El abrazo de su padre la tranquilizó. Sofía puso en manos de Paco toda la responsabilidad con una profunda sensación de alivio.

– Le amo, papá.

– Lo sé, Sofía, pero es tu primo.

– Pero no hay ninguna ley que prohíba casarte con tu primo hermano.

– No se trata de eso. Vivimos en un mundo pequeño, y en nuestro mundo casarte con tu primo hermano es como casarte con tu hermano. Es vergonzoso. No puedes casarte con Santi. Además, todavía eres demasiado joven. Es sólo un enamoramiento pasajero.

– No lo es, papá. Le amo.

– Sofía -empezó él poniéndose serio y meneando la cabeza-. No puedes casarte con Santi.

– Mamá me odia -sollozó Sofía-. Siempre me ha odiado.

– No te odia. Está decepcionada, Sofía, y yo también. Pero tu madre y yo hemos discutido el asunto en profundidad. Haremos lo que sea mejor para ti, créeme.

– Lo siento mucho, papá -repitió con los ojos llenos de lágrimas.

Sofía entró cabizbaja en el salón donde sus padres la esperaban para informarla de su decisión. Se sentó en el sofá de chenilla sin levantar la mirada del suelo. Anna estaba sentada con la espalda recta en el sillón situado bajo la ventana con las piernas fuertemente cruzadas bajo su largo vestido. Estaba pálida y macilenta. Paco, con el rostro desdibujado por la preocupación, caminaba con impaciencia de un extremo a otro de la habitación. Parecía haber envejecido. Las puertas que daban al pasillo y al comedor estaban firmemente cerradas. Rafael y Agustín, ansiosos por saber qué se ocultaba tras aquel ambiente glacial, se habían visto obligados a desaparecer y se fueron a regañadientes a casa de Chiquita a ver la televisión con Santi y Fernando.

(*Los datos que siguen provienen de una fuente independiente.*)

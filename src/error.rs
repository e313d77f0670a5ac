use cefr_client::ClientError;
use thiserror::Error;

#[derive(Debug, Error)]
pub enum CliError {
    #[error("IO error: {0}")]
    Io(#[from] std::io::Error),

    #[error("Client error: {0}")]
    Client(#[from] ClientError),

    #[error("Failed to serialize JSON: {0}")]
    Json(#[from] serde_json::Error),

    #[error("Dialoguer error: {0}")]
    Dialoguer(#[from] dialoguer::Error),

    /// A failure already phrased for the user by the workflow
    #[error("{0}")]
    Service(String),

    #[error("{0}")]
    Other(String),

    #[error("{0}: {1}")]
    WithContext(String, Box<CliError>),
}

impl CliError {
    pub fn with_context<C: Into<String>>(self, context: C) -> Self {
        Self::WithContext(context.into(), Box::new(self))
    }

    pub fn user_message(&self) -> String {
        match self {
            Self::Io(err) => format!("I/O operation failed: {err}"),
            Self::Client(err) => client_message(err),
            Self::Json(err) => format!("Failed to produce JSON: {err}"),
            Self::Dialoguer(err) => format!("UI interaction error: {err}"),
            Self::Service(msg) | Self::Other(msg) => msg.clone(),
            Self::WithContext(ctx, err) => format!("{ctx}: {}", err.user_message()),
        }
    }
}

fn client_message(err: &ClientError) -> String {
    match err {
        ClientError::ConfigNotFound { path } => {
            format!("Configuration file not found: {}", path.display())
        }
        ClientError::InvalidConfig { message } => format!("Invalid configuration: {message}"),
        ClientError::UnsupportedUpload { path, message } => {
            format!("Cannot use {}: {message}", path.display())
        }
        ClientError::Io(err) => format!("I/O operation failed: {err}"),
        other => other.to_string(),
    }
}

pub type Result<T> = std::result::Result<T, CliError>;

pub trait ResultExt<T, E> {
    fn with_context<C, F>(self, context: F) -> Result<T>
    where
        C: Into<String>,
        F: FnOnce() -> C;
}

impl<T, E> ResultExt<T, E> for std::result::Result<T, E>
where
    E: Into<CliError>,
{
    fn with_context<C, F>(self, context: F) -> Result<T>
    where
        C: Into<String>,
        F: FnOnce() -> C,
    {
        self.map_err(|err| {
            let cli_err: CliError = err.into();
            cli_err.with_context(context())
        })
    }
}
//! Aggregate usage statistics published by the classification service.

use crate::error::GatewayError;
use crate::traits::Gateway;
use crate::types::StatsSummary;
use tracing::{debug, warn};

/// Statistics endpoint, relative to the configured base URL
pub const STATS_PATH: &str = "/api/stats";

/// Fetch how many texts were analysed and how they spread across levels
pub async fn fetch_stats<G: Gateway>(gateway: &G) -> Result<StatsSummary, GatewayError> {
    match gateway.get_json::<StatsSummary>(STATS_PATH).await {
        Ok(summary) => {
            debug!(
                total = summary.total_count,
                levels = summary.levels.len(),
                "statistics received"
            );
            Ok(summary)
        }
        Err(e) => {
            warn!(error = %e, "failed to fetch statistics");
            Err(e)
        }
    }
}
use crate::cli::GlobalArgs;
use crate::commands::load_config;
use crate::error::Result;
use crate::ui;
use cefr_client::{Locale, MetricRegistry};
use comfy_table::Table;

pub fn execute(global: &GlobalArgs) -> Result<()> {
    let locale = load_config(global)?.locale;

    ui::section_header("Metrics reported by the classifier");
    println!("{}", catalogue_table(locale));
    Ok(())
}

fn catalogue_table(locale: Locale) -> Table {
    let mut table = ui::table(vec!["Key", "Metric", "Group", "Description"]);
    for metric in MetricRegistry::iter() {
        table.add_row(vec![
            metric.key,
            metric.label.get(locale),
            metric.group.as_str(),
            metric.description.get(locale),
        ]);
    }
    table
}

#[cfg(test)]
mod tests {
    use super::*;

    #[test]
    fn test_catalogue_lists_every_metric() {
        let table = catalogue_table(Locale::En);
        assert_eq!(table.row_iter().count(), MetricRegistry::all().len());

        let rendered = table.to_string();
        assert!(rendered.contains("read_smog"));
        assert!(rendered.contains("readability"));
    }

    #[test]
    fn test_catalogue_is_localized() {
        let rendered = catalogue_table(Locale::Uk).to_string();
        assert!(rendered.contains("Іменники"));
    }
}
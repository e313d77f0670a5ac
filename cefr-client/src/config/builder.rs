use crate::config::types::{ClientConfig, Locale};
use crate::error::Result;
use std::collections::HashMap;

/// Builder for ClientConfig
pub struct ClientConfigBuilder {
    config: ClientConfig,
}

impl ClientConfigBuilder {
    /// Create a new config builder starting from defaults
    pub fn new() -> Self {
        Self {
            config: ClientConfig::default(),
        }
    }

    /// Start from an existing configuration, e.g. one loaded from file
    pub fn from_config(config: ClientConfig) -> Self {
        Self { config }
    }

    /// Set the service base URL
    #[must_use]
    pub fn base_url<S: Into<String>>(mut self, base_url: S) -> Self {
        self.config.base_url = base_url.into();
        self
    }

    /// Set timeout in seconds
    #[must_use]
    pub fn timeout(mut self, seconds: u64) -> Self {
        self.config.timeout_seconds = seconds;
        self
    }

    /// Set the message locale
    #[must_use]
    pub fn locale(mut self, locale: Locale) -> Self {
        self.config.locale = locale;
        self
    }

    /// Add a header sent with every request
    #[must_use]
    pub fn header<S: Into<String>>(mut self, key: S, value: S) -> Self {
        self.config
            .headers
            .get_or_insert_with(HashMap::new)
            .insert(key.into(), value.into());
        self
    }

    /// Build the configuration
    ///
    /// # Errors
    /// Returns an error if the base URL is not an http(s) URL or the timeout is out of range
    pub fn build(self) -> Result<ClientConfig> {
        use crate::config::validator::ConfigValidatorImpl;
        use crate::traits::ConfigValidator;

        ConfigValidatorImpl.validate(&self.config)?;
        Ok(self.config)
    }
}

impl Default for ClientConfigBuilder {
    fn default() -> Self {
        Self::new()
    }
}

– Sofía, tu madre y yo hemos decidido que no puedes tener el niño -empezó Paco muy serio. Sofía tragó con esfuerzo y estuvo a punto de hablar, pero él la hizo callar con un simple ademán-. Dentro de unos días te irás a Europa. Una vez que hayas… -dudó, luchando contra la idea de interrumpir el embarazo que a buen seguro pesaría terriblemente sobre su conciencia, puesto que iba contra su fe y sus principios-. Cuando te hayas recuperado, te quedarás a estudiar allí en vez de estudiar en la universidad de Buenos Aires como habíamos planeado. Eso les dará, a ti y a Santi, tiempo para olvidarse el uno del otro. Entonces podrás volver a casa. Nadie debe enterarse de esto, ¿me entiendes? Será nuestro secreto -deliberadamente omitió que Sofía viviría con su primo Antoine y Dominique, su esposa, en Ginebra y que estudiaría en Lausanne. De ese modo Santi jamás podría encontrarla y seguirla hasta allí.

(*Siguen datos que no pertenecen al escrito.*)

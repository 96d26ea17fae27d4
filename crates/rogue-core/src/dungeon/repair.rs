//! Graph verification and repair
//!
//! Every room must end up with at least one door. A doorless room is paired
//! with another room through mirrored walls (N/S, E/W) and the full scan
//! starts over, until nothing is left to fix or the repair budget runs out.

use std::collections::VecDeque;

use log::{debug, warn};

use super::{Door, DungeonGraph, Position, RoomFault};
use crate::action::Direction;
use crate::rng::GameRng;
use crate::world::DungeonError;

/// Run the verify/repair fixed point, then try to connect unreachable rooms.
///
/// `player` is the arena index of the room holding the player and the
/// player's position in it; reachability is always rooted at `start`.
/// Returns the number of door pairs created by the fixed point.
pub fn verify_and_repair(
    graph: &mut DungeonGraph,
    start: usize,
    player: (usize, Position),
    budget: usize,
    rng: &mut GameRng,
) -> Result<usize, DungeonError> {
    let mut repairs = 0;

    while let Some(idx) = first_doorless(graph, player)? {
        let room_id = graph.room(idx).id();
        if repairs >= budget {
            return Err(DungeonError::Unrecoverable {
                room: room_id,
                reason: format!("repair budget of {budget} exhausted"),
            });
        }

        let partners: Vec<usize> = (0..graph.len()).filter(|&other| other != idx).collect();
        if link_rooms(graph, idx, &partners, rng).is_none() {
            return Err(DungeonError::Unrecoverable {
                room: room_id,
                reason: "no room can take a door on a mirrored wall".to_string(),
            });
        }
        repairs += 1;
    }

    connect_unreachable(graph, start, rng);
    Ok(repairs)
}

/// Scan rooms in load order; placement faults are fatal, the first doorless
/// room is returned for repair
fn first_doorless(
    graph: &DungeonGraph,
    (player_room, player): (usize, Position),
) -> Result<Option<usize>, DungeonError> {
    for (idx, room) in graph.rooms().iter().enumerate() {
        let player = (idx == player_room).then_some(player);
        match room.verify(player) {
            Ok(()) => {}
            Err(RoomFault::NoDoors) => return Ok(Some(idx)),
            Err(fault) => {
                return Err(DungeonError::Unrecoverable {
                    room: room.id(),
                    reason: fault.to_string(),
                });
            }
        }
    }
    Ok(None)
}

/// Give room `idx` a door pair with the first usable partner.
///
/// Walls of `idx` are tried in N, S, E, W order and, for each, partners in
/// the order given. Both doors get a random non-corner offset and are linked
/// at once. Returns the wall used on `idx` and the partner index.
pub fn link_rooms(
    graph: &mut DungeonGraph,
    idx: usize,
    partners: &[usize],
    rng: &mut GameRng,
) -> Option<(Direction, usize)> {
    let (wall, partner) = graph.room(idx).free_walls().find_map(|wall| {
        partners
            .iter()
            .copied()
            .find(|&other| other != idx && !graph.room(other).has_door(wall.opposite()))
            .map(|other| (wall, other))
    })?;

    let here_id = graph.room(idx).id();
    let there_id = graph.room(partner).id();
    let mut here = Door::new(wall, random_offset(graph, idx, wall, rng), there_id);
    let mut there = Door::new(
        wall.opposite(),
        random_offset(graph, partner, wall.opposite(), rng),
        here_id,
    );
    here.connect(partner);
    there.connect(idx);

    graph.room_mut(idx).set_door(here);
    graph.room_mut(partner).set_door(there);
    debug!(
        "linked room {here_id} {wall} door at {} with room {there_id} {} door at {}",
        here.offset(),
        wall.opposite(),
        there.offset()
    );
    Some((wall, partner))
}

fn random_offset(graph: &DungeonGraph, idx: usize, wall: Direction, rng: &mut GameRng) -> i32 {
    let len = graph.room(idx).wall_length(wall);
    rng.between(1, len - 2)
}

/// Arena indices reachable from `start`, flagged per room
pub fn reachable_from(graph: &DungeonGraph, start: usize) -> Vec<bool> {
    let mut seen = vec![false; graph.len()];
    if start >= graph.len() {
        return seen;
    }
    let mut queue = VecDeque::from([start]);
    seen[start] = true;

    while let Some(idx) = queue.pop_front() {
        for wall in Direction::ALL {
            if let Some(next) = graph.traverse(idx, wall)
                && !seen[next]
            {
                seen[next] = true;
                queue.push_back(next);
            }
        }
    }
    seen
}

/// Pair each unreachable room with a reachable one where walls allow
fn connect_unreachable(graph: &mut DungeonGraph, start: usize, rng: &mut GameRng) {
    let mut reachable = reachable_from(graph, start);

    for idx in 0..graph.len() {
        if reachable[idx] {
            continue;
        }
        let partners: Vec<usize> = (0..graph.len()).filter(|&i| reachable[i]).collect();
        if link_rooms(graph, idx, &partners, rng).is_some() {
            reachable = reachable_from(graph, start);
        }
    }

    for (idx, ok) in reachable.iter().enumerate() {
        if !ok {
            warn!("room {} cannot be reached from the start room", graph.room(idx).id());
        }
    }
}
//! Loading dungeons from JSON

use rogue_core::Rogue;
use rogue_core::data::{DungeonFile, SymbolTable, Tile};
use rogue_core::world::{DungeonError, EngineOptions};

const SAMPLE: &str = r#"{
    "rooms": [
        {"id": 1, "width": 6, "height": 5, "start": true,
         "doors": {"E": {"offset": 2, "target": 2}, "S": {"offset": -1, "target": -1}}},
        {"id": 2, "width": 5, "height": 5,
         "doors": {"W": {"offset": 1, "target": 1}, "N": {"offset": 0, "target": 3}}},
        {"id": 3, "width": 7, "height": 4}
    ],
    "items": [
        {"id": 1, "name": "Healing Potion", "type": "potion", "room": 1, "x": 3, "y": 2},
        {"id": 2, "name": "Old Map", "type": "scroll", "room": -1},
        {"id": 3, "name": "Wand", "type": "wand", "room": 2, "x": 2, "y": 2}
    ],
    "symbols": {"FLOOR": " ", "PLAYER": "P"}
}"#;

#[test]
fn test_load_sample_dungeon() {
    let mut file = DungeonFile::from_json_str(SAMPLE).unwrap();
    let rogue = Rogue::from_file(&mut file, EngineOptions::seeded(11)).unwrap();

    assert_eq!(rogue.room_count(), 3);
    assert_eq!(rogue.unplaced_items().len(), 1);
    assert_eq!(rogue.unplaced_items()[0].name, "Old Map");

    // the corner door on room 2 was dropped; room 3 was doorless and got linked
    for room in rogue.rooms() {
        assert!(room.door_count() >= 1);
        for door in room.doors() {
            assert!(room.is_valid_door_offset(door.wall(), door.offset()));
        }
    }
    assert_eq!(rogue.reachable_rooms(), vec![1, 2, 3]);
}

#[test]
fn test_embedded_symbols() {
    let mut file = DungeonFile::from_json_str(SAMPLE).unwrap();
    let symbols = file.symbols().unwrap();
    assert_eq!(symbols.symbol(Tile::Floor), ' ');
    assert_eq!(symbols.symbol(Tile::Door), '+');

    let rogue = Rogue::from_file(&mut file, EngineOptions::seeded(11)).unwrap();
    let text = rogue.render(&symbols);
    let rows: Vec<&str> = text.lines().collect();
    assert_eq!(rows.len(), 5);
    assert!(rows.iter().all(|row| row.chars().count() == 6));
    assert_eq!(rows[1], "|P   |");
    assert_eq!(rows[2], "|  ! +");
}

#[test]
fn test_other_item_type_renders_generic_symbol() {
    let mut file = DungeonFile::from_json_str(SAMPLE).unwrap();
    let rogue = Rogue::from_file(&mut file, EngineOptions::seeded(11)).unwrap();
    let all = rogue.render_all(&SymbolTable::default());
    assert!(all.contains('*'));
    assert!(all.contains('!'));
}

#[test]
fn test_missing_start_room() {
    let json = r#"{"rooms": [{"id": 1, "width": 5, "height": 5}]}"#;
    let mut file = DungeonFile::from_json_str(json).unwrap();
    let err = Rogue::from_file(&mut file, EngineOptions::default()).unwrap_err();
    assert_eq!(err, DungeonError::NoStartRoom);
}

#[test]
fn test_malformed_json() {
    assert!(DungeonFile::from_json_str(r#"{"rooms": 3}"#).is_err());
}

– No mancillarás el buen nombre de nuestra familia -añadió su madre tensa, sin poder dejar de pensar en lo que un escándalo de esa clase podría significar para las perspectivas de futuro de sus dos hijos. Recordó con amargura los momentos felices que había compartido recientemente con su hija y el sentimiento de orgullo que había sentido. Esos momentos magnificaban aún más la decepción.

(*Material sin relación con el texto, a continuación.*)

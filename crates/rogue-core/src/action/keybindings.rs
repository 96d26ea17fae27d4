//! Key binding management
//!
//! Maps single input characters to commands. The default layout is the
//! classic one for this game: `h`/`l` north/south, `j`/`k` west/east,
//! `i` inventory and `r` room number.

use hashbrown::HashMap;

use super::{ALL_COMMANDS, Command, Direction};

/// Default key for moving north
pub const UP: char = 'h';
/// Default key for moving south
pub const DOWN: char = 'l';
/// Default key for moving west
pub const LEFT: char = 'j';
/// Default key for moving east
pub const RIGHT: char = 'k';
/// Default key for the inventory listing
pub const INVENTORY: char = 'i';
/// Default key for the room number query
pub const ROOM_ID: char = 'r';

/// Custom key binding configuration
#[derive(Debug, Clone, PartialEq, Eq)]
pub struct KeyBindings {
    bindings: HashMap<char, Command>,
}

impl Default for KeyBindings {
    fn default() -> Self {
        let mut bindings = HashMap::new();
        bindings.insert(UP, Command::Move(Direction::North));
        bindings.insert(DOWN, Command::Move(Direction::South));
        bindings.insert(LEFT, Command::Move(Direction::West));
        bindings.insert(RIGHT, Command::Move(Direction::East));
        bindings.insert(INVENTORY, Command::Inventory);
        bindings.insert(ROOM_ID, Command::RoomId);
        Self { bindings }
    }
}

impl KeyBindings {
    /// Create a key map with no bindings at all
    pub fn empty() -> Self {
        Self {
            bindings: HashMap::new(),
        }
    }

    /// Bind a command to a key, replacing whatever key the command had before
    pub fn bind_key(&mut self, command: Command, key: char) -> Result<(), String> {
        if is_illegal_key(key) {
            return Err(format!("Cannot bind key '{}' - illegal key", key.escape_default()));
        }

        self.bindings.retain(|_, bound| *bound != command);
        self.bindings.insert(key, command);
        Ok(())
    }

    /// Get command for a key
    pub fn get_command(&self, key: char) -> Option<Command> {
        self.bindings.get(&key).copied()
    }

    /// Get the key currently bound to a command
    pub fn get_key(&self, command: Command) -> Option<char> {
        let mut keys: Vec<char> = self
            .bindings
            .iter()
            .filter(|(_, bound)| **bound == command)
            .map(|(key, _)| *key)
            .collect();
        keys.sort_unstable();
        keys.first().copied()
    }

    /// Remove a key binding
    pub fn unbind_key(&mut self, key: char) -> Option<Command> {
        self.bindings.remove(&key)
    }

    /// Number of bound keys
    pub fn len(&self) -> usize {
        self.bindings.len()
    }

    pub fn is_empty(&self) -> bool {
        self.bindings.is_empty()
    }

    /// One-line help text listing the bound keys
    pub fn help_line(&self) -> String {
        ALL_COMMANDS
            .iter()
            .filter_map(|cmd| self.get_key(*cmd).map(|key| format!("{key}: {}", cmd.name())))
            .collect::<Vec<_>>()
            .join("  ")
    }
}

/// Keys that cannot carry a binding
fn is_illegal_key(key: char) -> bool {
    key.is_control() || key.is_whitespace()
}

#[cfg(test)]
mod tests {
    use super::*;

    #[test]
    fn test_default_layout() {
        let keys = KeyBindings::default();
        assert_eq!(keys.get_command('h'), Some(Command::Move(Direction::North)));
        assert_eq!(keys.get_command('l'), Some(Command::Move(Direction::South)));
        assert_eq!(keys.get_command('j'), Some(Command::Move(Direction::West)));
        assert_eq!(keys.get_command('k'), Some(Command::Move(Direction::East)));
        assert_eq!(keys.get_command('i'), Some(Command::Inventory));
        assert_eq!(keys.get_command('r'), Some(Command::RoomId));
        assert_eq!(keys.get_command('x'), None);
        assert_eq!(keys.len(), 6);
    }

    #[test]
    fn test_rebind_moves_command() {
        let mut keys = KeyBindings::default();
        keys.bind_key(Command::Move(Direction::North), 'w').unwrap();
        assert_eq!(keys.get_command('w'), Some(Command::Move(Direction::North)));
        assert_eq!(keys.get_command('h'), None);
        assert_eq!(keys.get_key(Command::Move(Direction::North)), Some('w'));
    }

    #[test]
    fn test_rebind_steals_key() {
        let mut keys = KeyBindings::default();
        keys.bind_key(Command::Inventory, 'h').unwrap();
        assert_eq!(keys.get_command('h'), Some(Command::Inventory));
        assert_eq!(keys.get_key(Command::Move(Direction::North)), None);
    }

    #[test]
    fn test_illegal_keys_rejected() {
        let mut keys = KeyBindings::empty();
        assert!(keys.bind_key(Command::Inventory, ' ').is_err());
        assert!(keys.bind_key(Command::Inventory, '\n').is_err());
        assert!(keys.is_empty());
    }

    #[test]
    fn test_unbind() {
        let mut keys = KeyBindings::default();
        assert_eq!(keys.unbind_key('r'), Some(Command::RoomId));
        assert_eq!(keys.unbind_key('r'), None);
    }

    #[test]
    fn test_help_line_lists_defaults() {
        let line = KeyBindings::default().help_line();
        assert!(line.starts_with("h: north"));
        assert!(line.contains("r: room"));
    }
}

– ¿Quieren que aborte? -repitió Sofía lentamente. Tenía la mano sobre la barriga y al bajar la vista se dio cuenta de que estaba temblando.

– Tu madre… -empezó Paco.

– ¡Así que es idea tuya! -dijo Sofía, girándose furiosa hacia su madre-. ¡Vas a ir al infierno por esto! Y tú eres la que dice ser una buena católica. ¿Dónde están tus principios? No puedo creer que puedas llegar a ser tan hipócrita. ¡Te burlas de tu propia fe!